WHAT IS EXPECTED:
Review the material and extract every line in which the word "Duration" occurs.

________________________________________

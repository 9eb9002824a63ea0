//! The incremental poll loop: fetch, normalize, merge, persist state, sleep.

use std::time::Duration;

use async_trait::async_trait;
use chrono::{DateTime, Utc};
use tracing::{info, warn};

use graph_client::{GraphClient, RawComment, RetryPolicy};
use pagewatch_common::parse_state_time;

use crate::normalize::normalize_comments;
use crate::sink::CommentSink;
use crate::state::{PollState, StateStore};
use crate::stats::WatchStats;

/// Source of comment batches for the poll loop. Seam between the loop and
/// the HTTP client so cycles are testable with a scripted feed.
#[async_trait]
pub trait FeedSource: Send + Sync {
    async fn fetch_comments(&self, since: Option<DateTime<Utc>>) -> Vec<RawComment>;
}

/// Live source backed by the Graph API client, pinned to one post.
pub struct GraphFeed {
    client: GraphClient,
    target: String,
    policy: RetryPolicy,
}

impl GraphFeed {
    pub fn new(client: GraphClient, target: String, policy: RetryPolicy) -> Self {
        Self {
            client,
            target,
            policy,
        }
    }
}

#[async_trait]
impl FeedSource for GraphFeed {
    async fn fetch_comments(&self, since: Option<DateTime<Utc>>) -> Vec<RawComment> {
        self.client
            .fetch_comments(&self.target, since, self.policy)
            .await
    }
}

/// Drives one post's comment feed through the fetch → normalize → merge →
/// save-state cycle on a fixed interval, forever.
pub struct Watcher<S: FeedSource> {
    source: S,
    store: StateStore,
    sink: CommentSink,
    state: PollState,
    poll_interval: Duration,
    stats: WatchStats,
}

impl<S: FeedSource> Watcher<S> {
    pub fn new(source: S, store: StateStore, sink: CommentSink, poll_interval: Duration) -> Self {
        let state = store.load();
        if let Some(id) = state.last_comment_id.as_deref() {
            info!(last_comment_id = id, "Resuming from persisted state");
        }
        Self {
            source,
            store,
            sink,
            state,
            poll_interval,
            stats: WatchStats::default(),
        }
    }

    /// Run cycles until interrupted. Ctrl-C lands during the sleep or at a
    /// cycle await point; file writes are synchronous, so cancellation never
    /// leaves a partial write.
    pub async fn run(&mut self) {
        loop {
            tokio::select! {
                _ = tokio::signal::ctrl_c() => {
                    info!("Shutdown signal received, stopping monitor");
                    return;
                }
                _ = self.cycle_then_sleep() => {}
            }
        }
    }

    async fn cycle_then_sleep(&mut self) {
        self.run_cycle().await;
        info!(
            wait_secs = self.poll_interval.as_secs(),
            "Waiting for next check"
        );
        tokio::time::sleep(self.poll_interval).await;
    }

    /// One Fetching → Processing → Saving pass.
    pub async fn run_cycle(&mut self) {
        self.stats.cycles += 1;
        info!(cycle = self.stats.cycles, "Checking for new comments");

        let raw = self.source.fetch_comments(self.since_floor()).await;
        self.stats.comments_fetched += raw.len() as u32;
        if raw.is_empty() {
            info!("No new comments found");
            return;
        }

        let rows = normalize_comments(raw);
        self.stats.rows_normalized += rows.len() as u32;
        if rows.is_empty() {
            info!("No comments survived normalization");
            return;
        }

        let outcome = self.sink.merge(rows);
        self.stats.rows_appended += outcome.appended as u32;
        self.stats.duplicates_skipped += outcome.duplicates as u32;

        if let Some((last_id, last_time)) = outcome.last {
            if !self.store.save(&last_id, &last_time) {
                self.stats.state_save_failures += 1;
            }
            self.state.last_comment_id = Some(last_id);
            self.state.last_comment_time = Some(last_time);
        }
    }

    /// Derive the since filter from stored state. An unparseable stored
    /// timestamp falls back to a full fetch, same as a fresh start.
    fn since_floor(&self) -> Option<DateTime<Utc>> {
        let raw = self.state.last_comment_time.as_deref()?;
        match parse_state_time(raw) {
            Some(floor) => Some(floor),
            None => {
                warn!(raw, "Invalid stored timestamp, fetching full history");
                None
            }
        }
    }

    pub fn stats(&self) -> &WatchStats {
        &self.stats
    }

    pub fn source(&self) -> &S {
        &self.source
    }

    pub fn state(&self) -> &PollState {
        &self.state
    }
}

#[cfg(test)]
mod tests {
    use super::*;
    use chrono::TimeZone;
    use tempfile::TempDir;

    struct EmptyFeed;

    #[async_trait]
    impl FeedSource for EmptyFeed {
        async fn fetch_comments(&self, _since: Option<DateTime<Utc>>) -> Vec<RawComment> {
            Vec::new()
        }
    }

    fn watcher_with_state(dir: &TempDir, time: Option<&str>) -> Watcher<EmptyFeed> {
        let store = StateStore::new(dir.path().join("state.json"));
        if let Some(t) = time {
            assert!(store.save("1", t));
        }
        Watcher::new(
            EmptyFeed,
            store,
            CommentSink::new(dir.path().join("table.csv")),
            Duration::from_secs(1),
        )
    }

    #[test]
    fn since_floor_from_display_format_state() {
        let dir = TempDir::new().unwrap();
        let watcher = watcher_with_state(&dir, Some("2024-05-01 10:30:00"));
        assert_eq!(
            watcher.since_floor(),
            Some(Utc.with_ymd_and_hms(2024, 5, 1, 10, 30, 0).unwrap())
        );
    }

    #[test]
    fn no_state_means_no_since_floor() {
        let dir = TempDir::new().unwrap();
        let watcher = watcher_with_state(&dir, None);
        assert_eq!(watcher.since_floor(), None);
    }

    #[test]
    fn invalid_state_time_means_full_fetch() {
        let dir = TempDir::new().unwrap();
        let watcher = watcher_with_state(&dir, Some("not a time"));
        assert_eq!(watcher.since_floor(), None);
    }
}
use serde::Deserialize;

/// One page of a paginated feed response: a `data` array plus an optional
/// link to the following page.
#[derive(Debug, Clone, Deserialize)]
#[serde(bound(deserialize = "T: Deserialize<'de>"))]
pub struct FeedPage<T> {
    #[serde(default)]
    pub data: Vec<T>,
    pub paging: Option<Paging>,
}

/// Pagination block. `next` is an opaque, fully-qualified URL for the next
/// page; absent on the last page.
#[derive(Debug, Clone, Deserialize)]
pub struct Paging {
    pub next: Option<String>,
}

/// Author info nested inside a comment.
#[derive(Debug, Clone, Deserialize)]
pub struct RawAuthor {
    pub name: Option<String>,
}

/// A single comment record as returned by the API.
#[derive(Debug, Clone, Deserialize)]
pub struct RawComment {
    #[serde(default)]
    pub id: String,
    pub created_time: Option<String>,
    pub message: Option<String>,
    pub from: Option<RawAuthor>,
}

/// A single page post as returned by the API.
#[derive(Debug, Clone, Deserialize)]
pub struct RawPost {
    #[serde(default)]
    pub id: String,
    pub created_time: Option<String>,
    pub message: Option<String>,
    pub permalink_url: Option<String>,
}

#[cfg(test)]
mod tests {
    use super::*;

    #[test]
    fn feed_page_with_next_link() {
        let json = r#"{
            "data": [
                {"id": "1_2", "created_time": "2024-05-01T10:00:00+0000",
                 "message": "first", "from": {"name": "Ada"}}
            ],
            "paging": {"next": "https://graph.example.com/v19.0/1_2/comments?after=xyz"}
        }"#;

        let page: FeedPage<RawComment> = serde_json::from_str(json).unwrap();
        assert_eq!(page.data.len(), 1);
        assert_eq!(page.data[0].id, "1_2");
        assert_eq!(page.data[0].from.as_ref().unwrap().name.as_deref(), Some("Ada"));
        assert!(page.paging.unwrap().next.is_some());
    }

    #[test]
    fn last_page_has_no_paging() {
        let json = r#"{"data": []}"#;
        let page: FeedPage<RawComment> = serde_json::from_str(json).unwrap();
        assert!(page.data.is_empty());
        assert!(page.paging.is_none());
    }

    #[test]
    fn comment_with_missing_fields() {
        let json = r#"{"id": "42"}"#;
        let comment: RawComment = serde_json::from_str(json).unwrap();
        assert_eq!(comment.id, "42");
        assert!(comment.message.is_none());
        assert!(comment.from.is_none());
    }

    #[test]
    fn post_record() {
        let json = r#"{
            "id": "99",
            "created_time": "2024-05-01T08:00:00+0000",
            "message": "announcement",
            "permalink_url": "https://example.com/posts/99"
        }"#;
        let post: RawPost = serde_json::from_str(json).unwrap();
        assert_eq!(post.id, "99");
        assert_eq!(post.permalink_url.as_deref(), Some("https://example.com/posts/99"));
    }
}
//! Flattening of posts and their comments into wide snapshot rows.

use std::collections::HashMap;

use serde::Serialize;

use graph_client::{RawComment, RawPost};
use pagewatch_common::{normalize_display_time, NO_TEXT_PLACEHOLDER, UNKNOWN_AUTHOR};

/// Parent post text is clipped to this many characters in comment rows.
const PARENT_PREVIEW_CHARS: usize = 50;

#[derive(Debug, Clone, Copy, PartialEq, Eq, Serialize)]
pub enum RowKind {
    Post,
    Comment,
}

/// One row of the snapshot table. Posts and comments share the schema; the
/// parent columns are populated only for comments.
#[derive(Debug, Clone, Serialize)]
pub struct ArchiveRow {
    #[serde(rename = "Type")]
    pub kind: RowKind,
    #[serde(rename = "ID")]
    pub id: String,
    #[serde(rename = "Author")]
    pub author: String,
    #[serde(rename = "Time")]
    pub time: String,
    #[serde(rename = "Content")]
    pub content: String,
    #[serde(rename = "URL")]
    pub url: String,
    #[serde(rename = "Parent ID")]
    pub parent_id: String,
    #[serde(rename = "Parent Content")]
    pub parent_content: String,
}

/// Flatten posts and their comments, preserving feed order: each post row
/// is followed immediately by its comment rows.
pub fn flatten(
    posts: Vec<RawPost>,
    comments_by_post: &HashMap<String, Vec<RawComment>>,
) -> Vec<ArchiveRow> {
    let mut rows = Vec::new();

    for post in posts {
        let post_url = post.permalink_url.clone().unwrap_or_default();
        let content = post
            .message
            .clone()
            .unwrap_or_else(|| NO_TEXT_PLACEHOLDER.to_string());
        let preview = parent_preview(&content);

        rows.push(ArchiveRow {
            kind: RowKind::Post,
            id: post.id.clone(),
            author: "Page".to_string(),
            time: display_time(post.created_time.as_deref()),
            content,
            url: post_url.clone(),
            parent_id: String::new(),
            parent_content: String::new(),
        });

        for comment in comments_by_post.get(&post.id).into_iter().flatten() {
            rows.push(comment_row(comment, &post.id, &post_url, &preview));
        }
    }

    rows
}

fn comment_row(
    comment: &RawComment,
    post_id: &str,
    post_url: &str,
    parent_preview: &str,
) -> ArchiveRow {
    ArchiveRow {
        kind: RowKind::Comment,
        id: comment.id.clone(),
        author: comment
            .from
            .as_ref()
            .and_then(|author| author.name.clone())
            .unwrap_or_else(|| UNKNOWN_AUTHOR.to_string()),
        time: display_time(comment.created_time.as_deref()),
        content: comment
            .message
            .clone()
            .unwrap_or_else(|| NO_TEXT_PLACEHOLDER.to_string()),
        url: format!("{post_url}?comment_id={}", comment.id),
        parent_id: post_id.to_string(),
        parent_content: parent_preview.to_string(),
    }
}

/// First characters of the parent post text, suffixed with an ellipsis.
/// Clips on character boundaries, so multi-byte text never splits.
fn parent_preview(content: &str) -> String {
    if content.is_empty() {
        return String::new();
    }
    let clipped: String = content.chars().take(PARENT_PREVIEW_CHARS).collect();
    format!("{clipped}...")
}

fn display_time(raw: Option<&str>) -> String {
    raw.and_then(normalize_display_time).unwrap_or_default()
}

________________________________________

OUTPUT:
use std::time::Duration;
    poll_interval: Duration,
    pub fn new(source: S, store: StateStore, sink: CommentSink, poll_interval: Duration) -> Self {
            Duration::from_secs(1),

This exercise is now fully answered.